I agree completely. Teenagers should have the complete freedom shared by their adult captors. Let them pay their own rent, electricity, gas, telephone, cable, car payments, insurance premiums, health care, and food bills just like the rest of us! For too long we "adults" have had to suffer with these leeches feeding off our free time, money, and souls. It's bullshit, I tell you, and it should change.

Free parents from the shackles of "legal responsibility," and you'll have your vote.

Or, you could shut up and enjoy your youth, your spare time hanging out with your friends, your free education, and zero cost of living. Either way is fine by me.
posted by Civil_Disobedient at 10:37 PM on March 11, 2004


14 year olds are the reason Adam Sandler is allowed to make movies. I do not want them anywhere near politics.
posted by RavinDave at 11:36 PM on March 11, 2004


>Where do you get arrested for not voting? That does seem a bit harsh, to say the least.

Australia (which has a mandatory vote) would arrest you eventually, assuming you refused to pay fines because you feel you should have the right not to vote. That pretty much stands for anything -- if you continually thumb your nose at the law, eventually you'll be arrested for even the most "innocent" of crimes.

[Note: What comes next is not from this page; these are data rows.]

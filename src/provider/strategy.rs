//! Provider-specific hooks for token requests.
//!
//! A strategy may add form fields to the refresh or code-exchange request and decides how a
//! rejected token call is classified. Classification only feeds error reporting; the connector
//! never retries a token call on its own.

// self
use crate::{_prelude::*, provider::descriptor::GrantType};

/// Hooks that let a provider decorate token requests and classify token failures.
pub trait ProviderStrategy: Send + Sync {
	/// Classifies a failed token call.
	fn classify_token_error(&self, ctx: &ProviderErrorContext) -> ProviderErrorKind;

	/// Adds provider-specific form fields (audience, resource, ...) before the request is sent.
	fn augment_token_request(&self, _grant: GrantType, _form: &mut BTreeMap<String, String>) {}
}

/// Categories a token failure is reported under.
#[derive(Clone, Copy, Debug, PartialEq, Eq, Serialize, Deserialize)]
pub enum ProviderErrorKind {
	/// Authorization code or refresh token was rejected; the user must re-authorize.
	InvalidGrant,
	/// Client credentials were rejected.
	InvalidClient,
	/// Requested scope is not granted to this client.
	InsufficientScope,
	/// Provider-side or rate-limit failure that may succeed later.
	Transient,
}
impl ProviderErrorKind {
	/// Returns `true` when re-authorizing is the only way forward.
	pub fn requires_reauthorization(self) -> bool {
		matches!(self, Self::InvalidGrant | Self::InvalidClient)
	}
}

/// Facts about a failed token call handed to [`ProviderStrategy::classify_token_error`].
#[derive(Clone, Debug, PartialEq, Eq)]
pub struct ProviderErrorContext {
	/// Grant that was being exchanged.
	pub grant_type: GrantType,
	/// HTTP status, when a response arrived.
	pub http_status: Option<u16>,
	/// OAuth `error` field.
	pub oauth_error: Option<String>,
	/// OAuth `error_description` field.
	pub error_description: Option<String>,
	/// Leading part of the response body.
	pub body_preview: Option<String>,
}
impl ProviderErrorContext {
	const BODY_PREVIEW_LIMIT: usize = 256;

	/// Creates an empty context for the given grant.
	pub fn new(grant_type: GrantType) -> Self {
		Self {
			grant_type,
			http_status: None,
			oauth_error: None,
			error_description: None,
			body_preview: None,
		}
	}

	/// Records the HTTP status.
	pub fn with_http_status(mut self, status: u16) -> Self {
		self.http_status = Some(status);

		self
	}

	/// Records the OAuth `error` code.
	pub fn with_oauth_error(mut self, error: impl Into<String>) -> Self {
		self.oauth_error = Some(error.into());

		self
	}

	/// Records the OAuth `error_description`.
	pub fn with_error_description(mut self, description: impl Into<String>) -> Self {
		self.error_description = Some(description.into());

		self
	}

	/// Records a truncated preview of the response body.
	pub fn with_body_preview(mut self, body: &str) -> Self {
		self.body_preview = Some(body.chars().take(Self::BODY_PREVIEW_LIMIT).collect());

		self
	}
}

/// Strategy that adds nothing to requests and classifies failures by OAuth error code, then by
/// body text, then by status.
#[derive(Debug, Default)]
pub struct DefaultProviderStrategy;
impl Display for DefaultProviderStrategy {
	fn fmt(&self, f: &mut Formatter) -> FmtResult {
		f.write_str("default-provider-strategy")
	}
}
impl ProviderStrategy for DefaultProviderStrategy {
	fn classify_token_error(&self, ctx: &ProviderErrorContext) -> ProviderErrorKind {
		[ctx.oauth_error.as_deref(), ctx.error_description.as_deref(), ctx.body_preview.as_deref()]
			.into_iter()
			.flatten()
			.find_map(classify_text)
			.unwrap_or_else(|| classify_status(ctx.http_status))
	}
}

const ERROR_CODES: &[(&str, ProviderErrorKind)] = &[
	("invalid_grant", ProviderErrorKind::InvalidGrant),
	("access_denied", ProviderErrorKind::InvalidGrant),
	("invalid_client", ProviderErrorKind::InvalidClient),
	("unauthorized_client", ProviderErrorKind::InvalidClient),
	("invalid_scope", ProviderErrorKind::InsufficientScope),
	("insufficient_scope", ProviderErrorKind::InsufficientScope),
	("temporarily_unavailable", ProviderErrorKind::Transient),
	("server_error", ProviderErrorKind::Transient),
];

fn classify_text(text: &str) -> Option<ProviderErrorKind> {
	let lowered = text.to_ascii_lowercase();

	ERROR_CODES.iter().find(|(code, _)| lowered.contains(code)).map(|(_, kind)| *kind)
}

fn classify_status(status: Option<u16>) -> ProviderErrorKind {
	match status {
		Some(400 | 404 | 410) => ProviderErrorKind::InvalidGrant,
		Some(401) => ProviderErrorKind::InvalidClient,
		Some(403) => ProviderErrorKind::InsufficientScope,
		_ => ProviderErrorKind::Transient,
	}
}

#[cfg(test)]
mod tests {
	// self
	use super::*;

	#[test]
	fn oauth_error_code_wins_over_status() {
		let ctx = ProviderErrorContext::new(GrantType::RefreshToken)
			.with_http_status(500)
			.with_oauth_error("invalid_grant");

		assert_eq!(DefaultProviderStrategy.classify_token_error(&ctx), ProviderErrorKind::InvalidGrant);
	}

	#[test]
	fn body_text_is_consulted_before_status() {
		let ctx = ProviderErrorContext::new(GrantType::AuthorizationCode)
			.with_http_status(400)
			.with_body_preview("{\"error\":\"Invalid_Client\"}");

		assert_eq!(
			DefaultProviderStrategy.classify_token_error(&ctx),
			ProviderErrorKind::InvalidClient
		);
	}

	#[test]
	fn status_fallback_and_preview_truncation() {
		let ctx = ProviderErrorContext::new(GrantType::RefreshToken)
			.with_http_status(503)
			.with_body_preview(&"x".repeat(1_000));

		assert_eq!(ctx.body_preview.as_ref().map(String::len), Some(256));
		assert_eq!(DefaultProviderStrategy.classify_token_error(&ctx), ProviderErrorKind::Transient);
		assert!(ProviderErrorKind::InvalidGrant.requires_reauthorization());
		assert!(!ProviderErrorKind::Transient.requires_reauthorization());
	}
}
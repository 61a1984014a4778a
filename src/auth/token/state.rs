//! Cached access-token state owned by the token store.

// self
use crate::{
	_prelude::*,
	auth::{TokenGrant, TokenSecret},
};

/// Default margin before expiry at which a cached token stops being handed out.
pub const DEFAULT_REFRESH_SKEW: Duration = Duration::minutes(5);

/// Current access token and its expiry instant.
#[derive(Clone, Debug)]
pub struct TokenState {
	/// Cached access token; empty until the first refresh.
	pub access_token: TokenSecret,
	/// Instant at which the provider considers the token expired.
	pub expires_at: OffsetDateTime,
}
impl TokenState {
	/// Creates the initial state: empty token that expires immediately.
	pub fn empty(now: OffsetDateTime) -> Self {
		Self { access_token: TokenSecret::default(), expires_at: now }
	}

	/// Builds a state from an explicit token and expiry.
	pub fn new(access_token: impl Into<String>, expires_at: OffsetDateTime) -> Self {
		Self { access_token: TokenSecret::new(access_token), expires_at }
	}

	/// Returns `true` when the token can still be used at `now`, i.e. `now + skew < expires_at`.
	///
	/// A skew that pushes `now` past the calendar bounds never yields a valid token.
	pub fn is_valid_at(&self, now: OffsetDateTime, skew: Duration) -> bool {
		!self.access_token.is_blank()
			&& now.checked_add(skew).is_some_and(|deadline| deadline < self.expires_at)
	}

	/// Replaces the cached token with a freshly issued grant.
	pub fn apply(&mut self, grant: &TokenGrant) {
		self.access_token = grant.access_token.clone();
		self.expires_at = grant.expires_at();
	}
}

#[cfg(test)]
mod tests {
	// crates.io
	use time::macros;
	// self
	use super::*;

	#[test]
	fn validity_respects_the_refresh_skew() {
		let now = macros::datetime!(2025-06-01 12:00 UTC);

		assert!(!TokenState::new("t", now + Duration::minutes(4)).is_valid_at(now, DEFAULT_REFRESH_SKEW));
		assert!(!TokenState::new("t", now + Duration::minutes(5)).is_valid_at(now, DEFAULT_REFRESH_SKEW));
		assert!(TokenState::new("t", now + Duration::minutes(10)).is_valid_at(now, DEFAULT_REFRESH_SKEW));
	}

	#[test]
	fn oversized_skew_marks_the_token_stale() {
		let now = macros::datetime!(2025-06-01 12:00 UTC);
		let state = TokenState::new("t", now + Duration::hours(1));

		assert!(!state.is_valid_at(now, Duration::seconds(i64::MAX)));
	}

	#[test]
	fn empty_state_is_never_valid() {
		let now = macros::datetime!(2025-06-01 12:00 UTC);
		let mut state = TokenState::empty(now);

		assert!(!state.is_valid_at(now, Duration::ZERO));

		state.apply(&TokenGrant {
			access_token: TokenSecret::new("fresh"),
			refresh_token: None,
			issued_at: now,
			expires_in: Duration::hours(1),
		});

		assert_eq!(state.access_token.expose(), "fresh");
		assert_eq!(state.expires_at, macros::datetime!(2025-06-01 13:00 UTC));
		assert!(state.is_valid_at(now, DEFAULT_REFRESH_SKEW));
	}
}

Think of it as the law of last recourse. They'll even arrest you for not wearing seatbelts if you continually refuse to do what the law tells ya.
posted by shepd at 10:35 AM on March 12, 2004


YES!
Fu-k
YES!

If Schwartzenager can be the govenor of cali. then 14-17 yolds should be allowed to vote. If you can make money (legally work), you should be able to vote. WTHN? no one (30-40%) votes anyway. Besides it takes 4x14yld == 1x18yld
posted by xtian at 11:02 PM on March 12, 2004


Australia (which has a mandatory vote) would arrest you eventually, assuming you refused to pay fines because you feel you should have the right not to vote.
Well, technically, you would be arrested due to non-payment of the fine, but I see your point. I don't agree with it, but it is a valid point.